Exercise prompt:
Report, as a single number, how many lines of the records contain the word "such".

[Saved entries]
Segment Open

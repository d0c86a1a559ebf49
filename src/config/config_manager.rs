// ==========================================
// 运费对账分析工具 - 配置管理器
// ==========================================
// 职责: 配置加载（文件 → 环境变量覆写 → 校验）
// 查找顺序: 显式路径 > $SHIPPING_ANALYZER_CONFIG > 用户配置目录 > 内置默认值
// ==========================================

use crate::config::analyzer_config::AnalyzerConfig;
use crate::config::config_reader::AnalyzerConfigReader;
use crate::config::error::{ConfigError, ConfigResult};
use std::collections::HashMap;
use std::fs;
use std::path::{Path, PathBuf};
use tracing::{debug, info};

/// 环境变量键
pub mod env_keys {
    pub const CONFIG_PATH: &str = "SHIPPING_ANALYZER_CONFIG";
    pub const RMB_TO_USD: &str = "SHIPPING_ANALYZER_RMB_TO_USD";
    pub const CARRIER_MARKER: &str = "SHIPPING_ANALYZER_CARRIER_MARKER";
}

const APP_CONFIG_DIR: &str = "shipping-cost-analyzer";
const CONFIG_FILE_NAME: &str = "config.json";

// ==========================================
// ConfigSource - 配置来源
// ==========================================
#[derive(Debug, Clone, PartialEq, Eq)]
pub enum ConfigSource {
    Defaults,
    File(PathBuf),
}

// ==========================================
// ConfigManager - 配置管理器
// ==========================================
#[derive(Debug, Clone)]
pub struct ConfigManager {
    config: AnalyzerConfig,
    source: ConfigSource,
}

impl ConfigManager {
    /// 从已有配置创建（测试/库调用）
    pub fn from_config(config: AnalyzerConfig) -> ConfigResult<Self> {
        config.validate()?;
        Ok(Self {
            config,
            source: ConfigSource::Defaults,
        })
    }

    /// 按查找顺序加载配置，并应用进程环境变量覆写
    ///
    /// # 参数
    /// - explicit_path: 命令行指定的配置文件（必须存在）
    pub fn load(explicit_path: Option<&Path>) -> ConfigResult<Self> {
        Self::load_with_env(explicit_path, |key| std::env::var(key).ok())
    }

    /// 同 `load`，环境变量由调用方提供
    pub fn load_with_env<F>(explicit_path: Option<&Path>, env: F) -> ConfigResult<Self>
    where
        F: Fn(&str) -> Option<String>,
    {
        let (mut config, source) = match explicit_path {
            Some(path) => (read_config_file(path)?, ConfigSource::File(path.to_path_buf())),
            None => match discover_config_path(&env) {
                Some(path) => (read_config_file(&path)?, ConfigSource::File(path)),
                None => (AnalyzerConfig::default(), ConfigSource::Defaults),
            },
        };

        apply_env_overrides(&mut config, &env)?;
        config.validate()?;

        info!(
            source = ?source,
            rate = config.exchange_rate_rmb_to_usd,
            carrier = %config.carrier_marker,
            "配置加载完成"
        );

        Ok(Self { config, source })
    }

    /// 用户配置目录下的默认配置文件路径
    pub fn default_config_path() -> Option<PathBuf> {
        dirs::config_dir().map(|dir| dir.join(APP_CONFIG_DIR).join(CONFIG_FILE_NAME))
    }

    pub fn config(&self) -> &AnalyzerConfig {
        &self.config
    }

    pub fn source(&self) -> &ConfigSource {
        &self.source
    }

    /// 命令行覆写汇率
    pub fn override_exchange_rate(&mut self, rate: f64) -> ConfigResult<()> {
        let mut next = self.config.clone();
        next.exchange_rate_rmb_to_usd = rate;
        next.validate()?;
        self.config = next;
        Ok(())
    }

    /// 命令行覆写报表语言
    pub fn override_locale(&mut self, locale: &str) -> ConfigResult<()> {
        let mut next = self.config.clone();
        next.locale = locale.to_string();
        next.validate()?;
        self.config = next;
        Ok(())
    }
}

impl AnalyzerConfigReader for ConfigManager {
    fn exchange_rate_rmb_to_usd(&self) -> f64 {
        self.config.exchange_rate_rmb_to_usd
    }

    fn carrier_marker(&self) -> &str {
        &self.config.carrier_marker
    }

    fn outlier_limit(&self) -> usize {
        self.config.outlier_limit
    }

    fn locale(&self) -> &str {
        &self.config.locale
    }

    fn country_overrides(&self) -> &HashMap<String, String> {
        &self.config.country_overrides
    }
}

fn read_config_file(path: &Path) -> ConfigResult<AnalyzerConfig> {
    if !path.exists() {
        return Err(ConfigError::NotFound(path.display().to_string()));
    }

    let text = fs::read_to_string(path).map_err(|e| ConfigError::ReadError {
        path: path.display().to_string(),
        message: e.to_string(),
    })?;

    debug!(path = %path.display(), "读取配置文件");
    AnalyzerConfig::from_json(&text)
}

fn discover_config_path<F>(env: &F) -> Option<PathBuf>
where
    F: Fn(&str) -> Option<String>,
{
    // 环境变量显式指定时，即使文件不存在也使用（便于报错提示）
    if let Some(path) = env(env_keys::CONFIG_PATH) {
        let trimmed = path.trim();
        if !trimmed.is_empty() {
            return Some(PathBuf::from(trimmed));
        }
    }

    ConfigManager::default_config_path().filter(|p| p.exists())
}

fn apply_env_overrides<F>(config: &mut AnalyzerConfig, env: &F) -> ConfigResult<()>
where
    F: Fn(&str) -> Option<String>,
{
    if let Some(raw) = env(env_keys::RMB_TO_USD) {
        let rate = raw
            .trim()
            .parse::<f64>()
            .map_err(|_| ConfigError::InvalidValue {
                key: env_keys::RMB_TO_USD.to_string(),
                value: raw.clone(),
                message: "无法解析为浮点数".to_string(),
            })?;
        config.exchange_rate_rmb_to_usd = rate;
    }

    if let Some(marker) = env(env_keys::CARRIER_MARKER) {
        config.carrier_marker = marker.trim().to_string();
    }

    Ok(())
}

#[cfg(test)]
mod tests {
    use super::*;
    use std::io::Write;
    use tempfile::NamedTempFile;

    fn no_env(_: &str) -> Option<String> {
        None
    }

    #[test]
    fn test_load_explicit_file() {
        let mut file = NamedTempFile::new().unwrap();
        write!(file, r#"{{"carrier_marker": "YT", "outlier_limit": 5}}"#).unwrap();

        let manager = ConfigManager::load_with_env(Some(file.path()), no_env).unwrap();

        assert_eq!(manager.carrier_marker(), "YT");
        assert_eq!(manager.outlier_limit(), 5);
        assert_eq!(manager.exchange_rate_rmb_to_usd(), 0.139);
        assert_eq!(manager.source(), &ConfigSource::File(file.path().to_path_buf()));
    }

    #[test]
    fn test_load_explicit_missing_file() {
        let result = ConfigManager::load_with_env(Some(Path::new("/no/such/config.json")), no_env);
        assert!(matches!(result, Err(ConfigError::NotFound(_))));
    }

    #[test]
    fn test_env_overrides() {
        let mut file = NamedTempFile::new().unwrap();
        write!(file, "{{}}").unwrap();

        let env = |key: &str| match key {
            env_keys::RMB_TO_USD => Some("0.14".to_string()),
            env_keys::CARRIER_MARKER => Some(" yt ".to_string()),
            _ => None,
        };
        let manager = ConfigManager::load_with_env(Some(file.path()), env).unwrap();

        assert_eq!(manager.exchange_rate_rmb_to_usd(), 0.14);
        assert_eq!(manager.carrier_marker(), "yt");
    }

    #[test]
    fn test_env_override_invalid_rate() {
        let mut file = NamedTempFile::new().unwrap();
        write!(file, "{{}}").unwrap();

        let env = |key: &str| (key == env_keys::RMB_TO_USD).then(|| "cheap".to_string());
        let result = ConfigManager::load_with_env(Some(file.path()), env);

        assert!(matches!(result, Err(ConfigError::InvalidValue { .. })));
    }

    #[test]
    fn test_env_config_path_missing_is_error() {
        let env = |key: &str| {
            (key == env_keys::CONFIG_PATH).then(|| "/no/such/file.json".to_string())
        };
        let result = ConfigManager::load_with_env(None, env);
        assert!(matches!(result, Err(ConfigError::NotFound(_))));
    }

    #[test]
    fn test_override_exchange_rate_validates() {
        let mut manager = ConfigManager::from_config(AnalyzerConfig::default()).unwrap();
        assert!(manager.override_exchange_rate(-1.0).is_err());
        assert_eq!(manager.exchange_rate_rmb_to_usd(), 0.139);

        manager.override_exchange_rate(0.15).unwrap();
        assert_eq!(manager.exchange_rate_rmb_to_usd(), 0.15);
    }
}
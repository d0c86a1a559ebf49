// ==========================================
// 运费对账分析工具 - 配置层
// ==========================================
// 职责: 分析配置加载与读取
// 存储: JSON 配置文件 + 环境变量覆写
// ==========================================

pub mod analyzer_config;
pub mod config_manager;
pub mod config_reader;
pub mod error;

// 重导出核心配置类型
pub use analyzer_config::AnalyzerConfig;
pub use config_manager::{env_keys, ConfigManager, ConfigSource};
pub use config_reader::AnalyzerConfigReader;
pub use error::{ConfigError, ConfigResult};
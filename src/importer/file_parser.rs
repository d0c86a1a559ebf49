// ==========================================
// 运费对账分析工具 - 文件解析器实现
// ==========================================
// 阶段 0: 文件读取与解析
// 支持: Excel (.xlsx/.xls) / CSV (.csv)
// ==========================================

use crate::importer::error::{ImportError, ImportResult};
use crate::importer::importer_trait::{FileParser, RawRow, RawTable};
use calamine::{open_workbook_auto, Reader};
use csv::ReaderBuilder;
use std::collections::HashMap;
use std::fs::File;
use std::path::Path;

const UTF8_BOM: char = '\u{feff}';

fn clean_header(raw: &str) -> String {
    raw.trim_start_matches(UTF8_BOM).trim().to_string()
}

fn file_extension(path: &Path) -> String {
    path.extension()
        .and_then(|e| e.to_str())
        .unwrap_or("")
        .to_lowercase()
}

fn ensure_exists(path: &Path) -> ImportResult<()> {
    if !path.exists() {
        return Err(ImportError::FileNotFound(path.display().to_string()));
    }
    Ok(())
}

// ==========================================
// CSV Parser 实现
// ==========================================
pub struct CsvParser;

impl FileParser for CsvParser {
    fn parse_to_raw_table(&self, file_path: &Path) -> ImportResult<RawTable> {
        ensure_exists(file_path)?;

        let ext = file_extension(file_path);
        if ext != "csv" {
            return Err(ImportError::UnsupportedFormat(ext));
        }

        let file = File::open(file_path)?;
        let mut reader = ReaderBuilder::new()
            .has_headers(true)
            .flexible(true) // 允许行长度不一致
            .from_reader(file);

        let headers: Vec<String> = reader.headers()?.iter().map(clean_header).collect();

        let mut rows = Vec::new();
        for (idx, result) in reader.records().enumerate() {
            let record = result?;
            // 表头在第 1 行，数据行号 = 文件行号 - 1
            let row_number = record
                .position()
                .map(|p| p.line().saturating_sub(1) as usize)
                .unwrap_or(idx + 1);
            let mut row_map = HashMap::new();

            for (col_idx, value) in record.iter().enumerate() {
                if let Some(header) = headers.get(col_idx) {
                    row_map.insert(header.clone(), value.trim().to_string());
                }
            }

            // 跳过完全空白的行（行号仍按源文件计）
            if row_map.values().all(|v| v.is_empty()) {
                continue;
            }

            rows.push(RawRow {
                row_number,
                values: row_map,
            });
        }

        Ok(RawTable { headers, rows })
    }
}

// ==========================================
// Excel Parser 实现
// ==========================================
// 只读取第一个工作表，第一行为表头
pub struct ExcelParser;

impl FileParser for ExcelParser {
    fn parse_to_raw_table(&self, file_path: &Path) -> ImportResult<RawTable> {
        ensure_exists(file_path)?;

        let ext = file_extension(file_path);
        if ext != "xlsx" && ext != "xls" {
            return Err(ImportError::UnsupportedFormat(ext));
        }

        let mut workbook = open_workbook_auto(file_path)?;

        let sheet_name = workbook
            .sheet_names()
            .first()
            .cloned()
            .ok_or_else(|| ImportError::ExcelParseError("Excel 文件无工作表".to_string()))?;

        let range = workbook.worksheet_range(&sheet_name)?;

        let mut sheet_rows = range.rows();
        let header_row = sheet_rows
            .next()
            .ok_or_else(|| ImportError::ExcelParseError("Excel 文件无表头行".to_string()))?;

        let headers: Vec<String> = header_row
            .iter()
            .map(|cell| clean_header(&cell.to_string()))
            .collect();

        let mut rows = Vec::new();
        // enumerate 从表头之后开始，行号 = 索引 + 1
        for (idx, data_row) in sheet_rows.enumerate() {
            let mut row_map = HashMap::new();

            for (col_idx, cell) in data_row.iter().enumerate() {
                if let Some(header) = headers.get(col_idx) {
                    if header.is_empty() {
                        continue;
                    }
                    row_map.insert(header.clone(), cell.to_string().trim().to_string());
                }
            }

            if row_map.values().all(|v| v.is_empty()) {
                continue;
            }

            rows.push(RawRow {
                row_number: idx + 1,
                values: row_map,
            });
        }

        Ok(RawTable { headers, rows })
    }
}

// ==========================================
// 通用文件解析器（根据扩展名自动选择）
// ==========================================
#[derive(Debug, Clone, Copy, Default)]
pub struct UniversalFileParser;

impl FileParser for UniversalFileParser {
    fn parse_to_raw_table(&self, file_path: &Path) -> ImportResult<RawTable> {
        match file_extension(file_path).as_str() {
            "csv" => CsvParser.parse_to_raw_table(file_path),
            "xlsx" | "xls" => ExcelParser.parse_to_raw_table(file_path),
            other => Err(ImportError::UnsupportedFormat(other.to_string())),
        }
    }
}

#[cfg(test)]
mod tests {
    use super::*;
    use std::io::Write;
    use tempfile::Builder;

    fn csv_file(lines: &[&str]) -> tempfile::NamedTempFile {
        let mut temp_file = Builder::new().suffix(".csv").tempfile().unwrap();
        for line in lines {
            writeln!(temp_file, "{}", line).unwrap();
        }
        temp_file
    }

    #[test]
    fn test_csv_parser_valid_file() {
        let temp_file = csv_file(&["物流单号,总金额,计费重", "4PX001,88.5,0.5", "4PX002,120,1.2"]);

        let table = CsvParser.parse_to_raw_table(temp_file.path()).unwrap();

        assert_eq!(table.headers, vec!["物流单号", "总金额", "计费重"]);
        assert_eq!(table.len(), 2);
        assert_eq!(table.rows[0].get("物流单号"), Some(&"4PX001".to_string()));
        assert_eq!(table.rows[1].get("总金额"), Some(&"120".to_string()));
    }

    #[test]
    fn test_csv_parser_strips_bom_and_whitespace() {
        let temp_file = csv_file(&["\u{feff}Order , Tracking number", "#1001,  4PX001  "]);

        let table = CsvParser.parse_to_raw_table(temp_file.path()).unwrap();

        assert_eq!(table.headers[0], "Order");
        assert_eq!(table.headers[1], "Tracking number");
        assert_eq!(table.rows[0].get("Tracking number"), Some(&"4PX001".to_string()));
    }

    #[test]
    fn test_csv_parser_file_not_found() {
        let result = CsvParser.parse_to_raw_table(Path::new("non_existent.csv"));
        assert!(matches!(result, Err(ImportError::FileNotFound(_))));
    }

    #[test]
    fn test_csv_parser_skip_empty_rows() {
        let temp_file = csv_file(&["Order,Net payout", "#1001,20", ",", "#1002,30"]);

        let table = CsvParser.parse_to_raw_table(temp_file.path()).unwrap();

        assert_eq!(table.len(), 2);
        assert_eq!(table.rows[0].row_number, 1);
        assert_eq!(table.rows[1].row_number, 3);
    }

    #[test]
    fn test_csv_parser_row_numbers_count_empty_lines() {
        let temp_file = csv_file(&["Order,Net payout", "#1001,20", "", "", "#1002,30"]);

        let table = CsvParser.parse_to_raw_table(temp_file.path()).unwrap();

        assert_eq!(table.len(), 2);
        assert_eq!(table.rows[1].row_number, 4);
        assert_eq!(table.rows[1].get("Order"), Some(&"#1002".to_string()));
    }

    #[test]
    fn test_csv_parser_header_only() {
        let temp_file = csv_file(&["Order,Tracking number"]);

        let table = CsvParser.parse_to_raw_table(temp_file.path()).unwrap();

        assert!(table.is_empty());
        assert_eq!(table.headers.len(), 2);
    }

    #[test]
    fn test_universal_parser_rejects_unknown_extension() {
        let temp_file = Builder::new().suffix(".txt").tempfile().unwrap();
        let result = UniversalFileParser.parse_to_raw_table(temp_file.path());
        assert!(matches!(result, Err(ImportError::UnsupportedFormat(ext)) if ext == "txt"));
    }

    #[test]
    fn test_excel_parser_missing_file() {
        let result = ExcelParser.parse_to_raw_table(Path::new("missing.xlsx"));
        assert!(matches!(result, Err(ImportError::FileNotFound(_))));
    }
}
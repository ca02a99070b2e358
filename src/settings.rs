use std::path::PathBuf;

#[derive(thiserror::Error, Debug, PartialEq, Eq)]
pub enum ConfigError {
    #[error("missing required environment variable {0}")]
    Missing(&'static str),
    #[error("{name} has invalid value '{value}'")]
    Invalid { name: &'static str, value: String },
    #[error("JWT_SECRET must be at least 32 characters long")]
    WeakSecret,
}

/// Process configuration, read once at startup and passed down explicitly.
#[derive(Clone, Debug)]
pub struct Settings {
    /// Master switch for the reset endpoint.
    pub enabled: bool,
    pub bind_addr: String,
    pub database_url: Option<String>,
    pub data_dir: PathBuf,
}

impl Settings {
    pub fn from_env() -> Result<Self, ConfigError> {
        Self::from_lookup(|name| std::env::var(name).ok())
    }

    /// Same as `from_env` but with an injectable variable source.
    pub fn from_lookup(get: impl Fn(&str) -> Option<String>) -> Result<Self, ConfigError> {
        let secret = get("JWT_SECRET").ok_or(ConfigError::Missing("JWT_SECRET"))?;
        if secret.len() < 32 {
            return Err(ConfigError::WeakSecret);
        }
        let enabled = match get("RESET_BUMP_ENABLED") {
            None => true,
            Some(v) => parse_flag(&v).ok_or(ConfigError::Invalid { name: "RESET_BUMP_ENABLED", value: v })?,
        };
        Ok(Self {
            enabled,
            bind_addr: get("BIND_ADDR").unwrap_or_else(|| "0.0.0.0:8080".to_string()),
            database_url: get("DATABASE_URL"),
            data_dir: get("RESET_BUMP_DATA_DIR").map(PathBuf::from).unwrap_or_else(|| PathBuf::from("data")),
        })
    }

    pub fn snapshot_path(&self) -> PathBuf {
        self.data_dir.join("state.json")
    }
}

fn parse_flag(v: &str) -> Option<bool> {
    match v.trim().to_ascii_lowercase().as_str() {
        "1" | "true" => Some(true),
        "0" | "false" => Some(false),
        _ => None,
    }
}
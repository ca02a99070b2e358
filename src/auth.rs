use actix_web::{dev::Payload, Error, FromRequest, HttpMessage, HttpRequest};
use actix_web_httpauth::extractors::bearer::BearerAuth;
use jsonwebtoken::{decode, encode, Algorithm, DecodingKey, EncodingKey, Header, Validation};
use serde::{Deserialize, Serialize};
use std::env;
use std::future::{ready, Ready};

use crate::error::ApiError;
use crate::models::{Id, UserIdentity};

#[derive(Debug, Clone, Serialize, Deserialize, PartialEq, Eq)]
#[serde(rename_all = "lowercase")]
pub enum Role {
    User,
    Moderator,
    Admin,
}

impl Role {
    /// Moderators and admins make up the forum staff.
    pub fn is_staff(&self) -> bool {
        matches!(self, Role::Moderator | Role::Admin)
    }
}

#[derive(Debug, Clone, Serialize, Deserialize)]
pub struct Claims {
    /// `"<user id>:<username>"`
    pub sub: String,
    pub exp: usize,
    pub roles: Vec<Role>,
}

#[derive(thiserror::Error, Debug)]
pub enum AuthError {
    #[error("JWT_SECRET not set")]
    MissingSecret,
    #[error("malformed subject '{0}'")]
    BadSubject(String),
    #[error(transparent)]
    Jwt(#[from] jsonwebtoken::errors::Error),
}

impl Claims {
    pub fn is_staff(&self) -> bool {
        self.roles.iter().any(Role::is_staff)
    }

    /// Splits the subject into the numeric user id and username.
    pub fn identity(&self) -> Result<UserIdentity, AuthError> {
        let (id, username) = self
            .sub
            .split_once(':')
            .ok_or_else(|| AuthError::BadSubject(self.sub.clone()))?;
        let id: Id = id
            .parse()
            .ok()
            .filter(|id: &Id| *id > 0)
            .ok_or_else(|| AuthError::BadSubject(self.sub.clone()))?;
        Ok(UserIdentity { id, username: username.to_string() })
    }
}

fn jwt_secret() -> Result<String, AuthError> {
    env::var("JWT_SECRET").map_err(|_| AuthError::MissingSecret)
}

/// Validate a JWT and return its claims.
pub fn decode_jwt(token: &str) -> Result<Claims, AuthError> {
    let secret = jwt_secret()?;
    let mut validation = Validation::new(Algorithm::HS256);
    validation.validate_exp = true;
    let data = decode::<Claims>(
        token,
        &DecodingKey::from_secret(secret.as_bytes()),
        &validation,
    )?;
    Ok(data.claims)
}

/// Extractor yielding validated `Claims`.
pub struct Auth(pub Claims);

impl FromRequest for Auth {
    type Error = Error;
    type Future = Ready<Result<Self, Error>>;

    fn from_request(req: &HttpRequest, pl: &mut Payload) -> Self::Future {
        // Delegate to BearerAuth to parse the header.
        if let Ok(bearer) = BearerAuth::from_request(req, pl).into_inner() {
            return ready(match decode_jwt(bearer.token()) {
                Ok(claims) => Ok(Auth(claims)),
                Err(_) => Err(ApiError::Unauthorized.into()),
            });
        }
        ready(Err(ApiError::Unauthorized.into()))
    }
}

/// Extractor for handlers mounted behind `StaffGuard`; yields the identity it stored.
#[derive(Debug, Clone)]
pub struct StaffUser(pub UserIdentity);

impl FromRequest for StaffUser {
    type Error = Error;
    type Future = Ready<Result<Self, Error>>;

    fn from_request(req: &HttpRequest, _pl: &mut Payload) -> Self::Future {
        ready(
            req.extensions()
                .get::<UserIdentity>()
                .cloned()
                .map(StaffUser)
                .ok_or_else(|| ApiError::Unauthorized.into()),
        )
    }
}

/// Create a JWT for a user
pub fn create_jwt(user_id: Id, username: &str, roles: Vec<Role>) -> Result<String, AuthError> {
    let secret = jwt_secret()?;
    let expiration = (chrono::Utc::now() + chrono::Duration::hours(24)).timestamp() as usize;

    let claims = Claims {
        sub: format!("{user_id}:{username}"),
        exp: expiration,
        roles,
    };

    Ok(encode(
        &Header::default(),
        &claims,
        &EncodingKey::from_secret(secret.as_bytes()),
    )?)
}
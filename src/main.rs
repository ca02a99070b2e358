use actix_web::{web, App, HttpServer};
use anyhow::Context;
use std::sync::Arc;
use tracing::{info, Level};
use tracing_actix_web::TracingLogger;
use tracing_subscriber::EnvFilter;
use utoipa::OpenApi; // bring trait into scope for ApiDoc::openapi()
use utoipa_swagger_ui::SwaggerUi;

use reset_bump::openapi::ApiDoc;
use reset_bump::repo::Repo;
use reset_bump::{config, AppState, Settings};

#[cfg(not(any(feature = "inmem-store", feature = "postgres-store")))]
compile_error!("enable either the `inmem-store` or the `postgres-store` feature");

#[actix_web::main]
async fn main() -> anyhow::Result<()> {
    // Load .env automatically only in debug builds; production sets the environment externally.
    if cfg!(debug_assertions) {
        let _ = dotenv::dotenv();
    }

    tracing_subscriber::fmt()
        .with_env_filter(EnvFilter::from_default_env().add_directive(Level::INFO.into()))
        .init();

    let settings = Settings::from_env().context("invalid configuration")?;
    info!(enabled = settings.enabled, "Bootstrapping reset-bump server");
    if !settings.enabled {
        info!("RESET_BUMP_ENABLED is off; reset requests will answer 404");
    }

    let repo = build_repo(&settings).await?;
    let state = web::Data::new(AppState::new(repo, settings.enabled));
    let openapi = ApiDoc::openapi();

    let server = HttpServer::new(move || {
        App::new()
            .wrap(TracingLogger::default())
            .app_data(state.clone())
            .configure(config)
            .service(SwaggerUi::new("/docs/{_:.*}").url("/docs/openapi.json", openapi.clone()))
    })
    .bind(&settings.bind_addr)
    .with_context(|| format!("failed to bind {}", settings.bind_addr))?;

    info!("Listening on http://{}", settings.bind_addr);
    server.run().await?;
    Ok(())
}

#[cfg(feature = "postgres-store")]
async fn build_repo(settings: &Settings) -> anyhow::Result<Arc<dyn Repo>> {
    use reset_bump::repo::pg::PgRepo;
    use sqlx::postgres::PgPoolOptions;

    let db_url = settings
        .database_url
        .as_deref()
        .context("DATABASE_URL must be set for postgres-store")?;
    let pool = PgPoolOptions::new()
        .max_connections(5)
        .connect_lazy(db_url)
        .context("failed to create Pg pool")?;
    let repo = PgRepo::new(pool);
    repo.ensure_audit_table().await.context("failed to prepare staff_action_logs")?;
    info!("Using Postgres repository backend");
    Ok(Arc::new(repo))
}

#[cfg(all(feature = "inmem-store", not(feature = "postgres-store")))]
async fn build_repo(settings: &Settings) -> anyhow::Result<Arc<dyn Repo>> {
    use reset_bump::repo::inmem::InMemRepo;

    let path = settings.snapshot_path();
    info!(snapshot = %path.display(), "Using in-memory repository backend");
    Ok(Arc::new(InMemRepo::with_snapshot(path)))
}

Segment Closed

Task output:
2